• Directions: From the data, return each line holding the word "Lazy".
>>
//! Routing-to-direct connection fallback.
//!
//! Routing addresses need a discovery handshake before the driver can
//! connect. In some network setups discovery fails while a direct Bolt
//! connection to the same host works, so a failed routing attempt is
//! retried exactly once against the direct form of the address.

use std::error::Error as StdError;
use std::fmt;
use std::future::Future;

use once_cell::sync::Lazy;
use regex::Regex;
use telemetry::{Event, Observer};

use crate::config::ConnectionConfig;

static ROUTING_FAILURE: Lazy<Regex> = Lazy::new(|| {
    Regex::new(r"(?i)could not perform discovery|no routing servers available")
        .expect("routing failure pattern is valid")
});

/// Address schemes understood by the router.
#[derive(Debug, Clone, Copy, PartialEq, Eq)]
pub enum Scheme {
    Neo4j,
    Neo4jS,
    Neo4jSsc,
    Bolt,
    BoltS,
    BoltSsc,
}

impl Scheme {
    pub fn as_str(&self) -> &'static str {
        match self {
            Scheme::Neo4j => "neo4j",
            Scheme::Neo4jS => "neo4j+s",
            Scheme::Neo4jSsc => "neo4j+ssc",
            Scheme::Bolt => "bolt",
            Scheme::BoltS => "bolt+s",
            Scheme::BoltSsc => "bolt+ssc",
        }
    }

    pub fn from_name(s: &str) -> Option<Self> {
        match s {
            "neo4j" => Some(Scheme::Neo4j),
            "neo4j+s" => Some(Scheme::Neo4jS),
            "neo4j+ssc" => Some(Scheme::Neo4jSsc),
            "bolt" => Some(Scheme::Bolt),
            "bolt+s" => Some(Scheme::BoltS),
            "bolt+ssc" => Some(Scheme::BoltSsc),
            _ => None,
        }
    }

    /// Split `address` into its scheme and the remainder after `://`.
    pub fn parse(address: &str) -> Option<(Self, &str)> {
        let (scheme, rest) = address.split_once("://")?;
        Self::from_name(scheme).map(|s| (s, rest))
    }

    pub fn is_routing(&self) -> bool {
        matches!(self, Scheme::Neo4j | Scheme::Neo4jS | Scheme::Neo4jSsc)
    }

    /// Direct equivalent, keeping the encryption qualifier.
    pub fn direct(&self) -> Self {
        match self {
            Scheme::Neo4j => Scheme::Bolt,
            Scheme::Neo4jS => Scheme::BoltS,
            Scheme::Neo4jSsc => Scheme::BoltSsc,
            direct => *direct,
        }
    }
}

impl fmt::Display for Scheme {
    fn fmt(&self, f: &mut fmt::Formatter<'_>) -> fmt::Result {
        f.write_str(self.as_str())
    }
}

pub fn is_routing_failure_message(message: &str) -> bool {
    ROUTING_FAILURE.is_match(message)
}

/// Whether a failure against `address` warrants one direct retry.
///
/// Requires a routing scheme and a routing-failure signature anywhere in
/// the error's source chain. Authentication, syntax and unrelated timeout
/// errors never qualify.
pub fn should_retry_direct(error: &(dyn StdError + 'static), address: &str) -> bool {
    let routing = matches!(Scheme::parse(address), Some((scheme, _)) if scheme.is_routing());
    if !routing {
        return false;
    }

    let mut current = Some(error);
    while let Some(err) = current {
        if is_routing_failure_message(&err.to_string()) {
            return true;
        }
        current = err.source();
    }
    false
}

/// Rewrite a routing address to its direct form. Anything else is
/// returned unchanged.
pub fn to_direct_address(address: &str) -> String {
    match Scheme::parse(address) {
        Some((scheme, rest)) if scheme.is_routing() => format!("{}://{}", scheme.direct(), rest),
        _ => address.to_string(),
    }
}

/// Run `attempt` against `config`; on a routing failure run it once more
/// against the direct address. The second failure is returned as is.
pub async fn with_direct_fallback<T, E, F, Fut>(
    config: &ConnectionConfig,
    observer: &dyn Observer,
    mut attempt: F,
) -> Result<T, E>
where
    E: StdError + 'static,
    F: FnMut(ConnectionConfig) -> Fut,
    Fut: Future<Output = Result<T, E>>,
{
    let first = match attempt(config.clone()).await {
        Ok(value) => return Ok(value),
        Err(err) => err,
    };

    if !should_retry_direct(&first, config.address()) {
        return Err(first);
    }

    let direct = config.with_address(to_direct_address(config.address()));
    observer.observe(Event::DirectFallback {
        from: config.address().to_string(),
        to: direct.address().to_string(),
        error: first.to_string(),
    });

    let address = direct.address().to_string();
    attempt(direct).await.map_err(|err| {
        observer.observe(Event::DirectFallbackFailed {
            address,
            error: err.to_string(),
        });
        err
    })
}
<<
• Task result:
use once_cell::sync::Lazy;
static ROUTING_FAILURE: Lazy<Regex> = Lazy::new(|| {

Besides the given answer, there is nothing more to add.